• _What is required_:
Report every line below that holds the word "impl".

• _Entries provided_:
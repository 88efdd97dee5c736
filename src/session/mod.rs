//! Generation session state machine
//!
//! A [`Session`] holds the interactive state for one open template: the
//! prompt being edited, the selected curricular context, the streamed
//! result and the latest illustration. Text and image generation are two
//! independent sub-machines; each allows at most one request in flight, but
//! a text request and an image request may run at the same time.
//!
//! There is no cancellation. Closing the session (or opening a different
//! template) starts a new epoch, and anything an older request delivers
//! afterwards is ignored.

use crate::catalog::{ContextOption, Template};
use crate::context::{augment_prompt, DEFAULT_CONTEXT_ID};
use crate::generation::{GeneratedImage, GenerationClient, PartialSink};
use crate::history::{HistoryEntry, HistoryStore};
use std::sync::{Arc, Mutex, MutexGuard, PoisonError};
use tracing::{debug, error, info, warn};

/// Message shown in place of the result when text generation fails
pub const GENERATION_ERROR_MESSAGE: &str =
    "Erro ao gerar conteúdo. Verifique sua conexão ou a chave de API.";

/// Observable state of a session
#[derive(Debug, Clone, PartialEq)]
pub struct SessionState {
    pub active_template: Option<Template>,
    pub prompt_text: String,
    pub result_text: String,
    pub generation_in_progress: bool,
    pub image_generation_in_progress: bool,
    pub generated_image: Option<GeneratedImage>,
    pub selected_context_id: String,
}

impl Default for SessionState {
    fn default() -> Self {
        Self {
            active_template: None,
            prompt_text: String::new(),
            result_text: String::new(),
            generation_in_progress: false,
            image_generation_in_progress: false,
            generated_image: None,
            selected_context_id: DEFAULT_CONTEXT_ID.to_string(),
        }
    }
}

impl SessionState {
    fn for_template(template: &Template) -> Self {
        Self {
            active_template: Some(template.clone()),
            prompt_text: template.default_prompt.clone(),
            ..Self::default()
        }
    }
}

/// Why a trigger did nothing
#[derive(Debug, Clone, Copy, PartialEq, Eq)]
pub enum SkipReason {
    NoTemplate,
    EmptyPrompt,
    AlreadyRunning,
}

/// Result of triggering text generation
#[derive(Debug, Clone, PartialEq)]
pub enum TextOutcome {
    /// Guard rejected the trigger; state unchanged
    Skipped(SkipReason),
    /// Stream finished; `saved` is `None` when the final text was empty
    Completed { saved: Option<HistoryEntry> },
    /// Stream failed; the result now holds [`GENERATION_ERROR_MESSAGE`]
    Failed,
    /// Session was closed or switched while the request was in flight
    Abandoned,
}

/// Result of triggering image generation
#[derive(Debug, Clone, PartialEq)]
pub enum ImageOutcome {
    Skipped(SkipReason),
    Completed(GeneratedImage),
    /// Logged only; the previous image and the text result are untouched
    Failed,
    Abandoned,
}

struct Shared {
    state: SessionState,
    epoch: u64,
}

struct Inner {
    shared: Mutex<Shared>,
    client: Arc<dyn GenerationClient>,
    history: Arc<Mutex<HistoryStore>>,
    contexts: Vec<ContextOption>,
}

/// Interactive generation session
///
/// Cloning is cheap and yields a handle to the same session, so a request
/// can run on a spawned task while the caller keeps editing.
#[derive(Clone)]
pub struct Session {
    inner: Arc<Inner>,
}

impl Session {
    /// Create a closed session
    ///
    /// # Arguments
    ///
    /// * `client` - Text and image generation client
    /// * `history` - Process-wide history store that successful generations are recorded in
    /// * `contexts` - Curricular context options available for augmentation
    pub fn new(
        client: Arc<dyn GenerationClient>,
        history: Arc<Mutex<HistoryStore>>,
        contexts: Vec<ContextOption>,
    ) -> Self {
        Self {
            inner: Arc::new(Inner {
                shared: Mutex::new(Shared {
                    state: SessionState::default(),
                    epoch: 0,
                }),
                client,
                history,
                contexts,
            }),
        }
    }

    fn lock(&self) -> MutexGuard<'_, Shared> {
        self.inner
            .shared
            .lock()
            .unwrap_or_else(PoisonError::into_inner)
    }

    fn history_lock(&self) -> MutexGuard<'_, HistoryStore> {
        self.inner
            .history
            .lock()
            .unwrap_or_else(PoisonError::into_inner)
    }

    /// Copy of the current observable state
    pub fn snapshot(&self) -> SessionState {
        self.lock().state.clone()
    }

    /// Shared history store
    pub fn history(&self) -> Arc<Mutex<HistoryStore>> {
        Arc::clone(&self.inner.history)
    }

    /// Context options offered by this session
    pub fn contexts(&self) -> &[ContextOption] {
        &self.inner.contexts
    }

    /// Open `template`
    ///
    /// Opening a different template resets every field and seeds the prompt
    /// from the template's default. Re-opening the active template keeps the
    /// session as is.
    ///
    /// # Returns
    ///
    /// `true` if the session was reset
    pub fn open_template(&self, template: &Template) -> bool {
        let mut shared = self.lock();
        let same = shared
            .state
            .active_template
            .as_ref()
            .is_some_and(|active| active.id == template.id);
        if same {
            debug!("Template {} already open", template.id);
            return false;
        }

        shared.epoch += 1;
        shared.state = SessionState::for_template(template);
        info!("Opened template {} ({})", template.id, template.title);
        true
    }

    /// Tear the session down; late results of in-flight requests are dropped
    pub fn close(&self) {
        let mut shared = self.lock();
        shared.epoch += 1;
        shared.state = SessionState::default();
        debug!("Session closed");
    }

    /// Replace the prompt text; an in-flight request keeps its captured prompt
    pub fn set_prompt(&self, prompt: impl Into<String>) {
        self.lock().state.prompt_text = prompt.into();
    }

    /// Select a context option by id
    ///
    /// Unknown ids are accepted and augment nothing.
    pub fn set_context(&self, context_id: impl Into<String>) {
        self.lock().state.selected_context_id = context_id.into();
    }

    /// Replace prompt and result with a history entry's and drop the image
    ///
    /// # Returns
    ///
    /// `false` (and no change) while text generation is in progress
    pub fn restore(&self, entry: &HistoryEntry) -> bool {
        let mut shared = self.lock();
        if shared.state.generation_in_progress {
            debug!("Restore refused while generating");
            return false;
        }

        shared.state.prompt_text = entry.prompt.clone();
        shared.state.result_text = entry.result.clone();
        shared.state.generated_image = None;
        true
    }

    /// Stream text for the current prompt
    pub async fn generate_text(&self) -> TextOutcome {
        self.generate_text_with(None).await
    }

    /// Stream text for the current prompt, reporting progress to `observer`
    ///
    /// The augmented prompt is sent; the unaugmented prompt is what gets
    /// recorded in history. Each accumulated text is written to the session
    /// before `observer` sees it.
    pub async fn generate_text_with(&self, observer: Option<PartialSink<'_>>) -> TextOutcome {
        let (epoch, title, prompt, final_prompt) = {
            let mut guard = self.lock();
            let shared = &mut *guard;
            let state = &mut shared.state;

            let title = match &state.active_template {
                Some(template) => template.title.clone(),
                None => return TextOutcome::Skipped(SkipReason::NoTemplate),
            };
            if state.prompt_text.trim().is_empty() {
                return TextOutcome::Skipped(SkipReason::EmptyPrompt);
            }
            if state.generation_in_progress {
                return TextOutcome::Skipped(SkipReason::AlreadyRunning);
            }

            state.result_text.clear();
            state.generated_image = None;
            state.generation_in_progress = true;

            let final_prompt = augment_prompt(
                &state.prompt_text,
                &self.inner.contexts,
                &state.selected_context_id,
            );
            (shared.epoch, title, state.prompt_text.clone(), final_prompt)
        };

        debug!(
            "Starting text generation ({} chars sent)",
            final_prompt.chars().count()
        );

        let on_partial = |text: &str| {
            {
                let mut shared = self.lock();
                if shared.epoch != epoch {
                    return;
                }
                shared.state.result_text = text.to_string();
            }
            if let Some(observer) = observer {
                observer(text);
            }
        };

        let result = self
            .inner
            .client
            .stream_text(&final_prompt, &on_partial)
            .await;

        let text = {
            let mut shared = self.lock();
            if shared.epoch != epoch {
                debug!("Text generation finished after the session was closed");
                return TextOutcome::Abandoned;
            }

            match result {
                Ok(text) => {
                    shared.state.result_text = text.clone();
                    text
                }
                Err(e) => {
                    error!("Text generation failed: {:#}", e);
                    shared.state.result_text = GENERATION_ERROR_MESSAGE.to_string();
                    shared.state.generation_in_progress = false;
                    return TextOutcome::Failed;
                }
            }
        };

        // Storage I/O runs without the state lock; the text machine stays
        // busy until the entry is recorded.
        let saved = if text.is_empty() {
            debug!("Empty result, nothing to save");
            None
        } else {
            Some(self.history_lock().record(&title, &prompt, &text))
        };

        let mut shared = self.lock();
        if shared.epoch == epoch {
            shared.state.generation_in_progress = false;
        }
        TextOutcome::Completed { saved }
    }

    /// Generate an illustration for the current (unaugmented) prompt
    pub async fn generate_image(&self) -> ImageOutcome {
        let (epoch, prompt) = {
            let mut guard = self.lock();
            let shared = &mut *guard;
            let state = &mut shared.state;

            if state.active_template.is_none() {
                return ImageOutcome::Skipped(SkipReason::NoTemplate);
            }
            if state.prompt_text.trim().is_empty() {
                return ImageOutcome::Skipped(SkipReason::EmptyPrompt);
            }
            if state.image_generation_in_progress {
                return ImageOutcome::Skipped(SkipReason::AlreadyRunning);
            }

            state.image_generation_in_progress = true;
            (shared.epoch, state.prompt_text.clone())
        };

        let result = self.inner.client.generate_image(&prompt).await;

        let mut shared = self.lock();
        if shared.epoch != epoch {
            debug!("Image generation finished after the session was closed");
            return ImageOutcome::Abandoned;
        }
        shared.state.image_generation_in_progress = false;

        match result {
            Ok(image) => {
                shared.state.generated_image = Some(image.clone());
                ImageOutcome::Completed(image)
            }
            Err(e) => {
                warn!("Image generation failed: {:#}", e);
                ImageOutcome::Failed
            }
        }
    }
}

• _Worked solution_:
impl Default for SessionState {
impl SessionState {
impl Session {
    pub fn set_prompt(&self, prompt: impl Into<String>) {
    pub fn set_context(&self, context_id: impl Into<String>) {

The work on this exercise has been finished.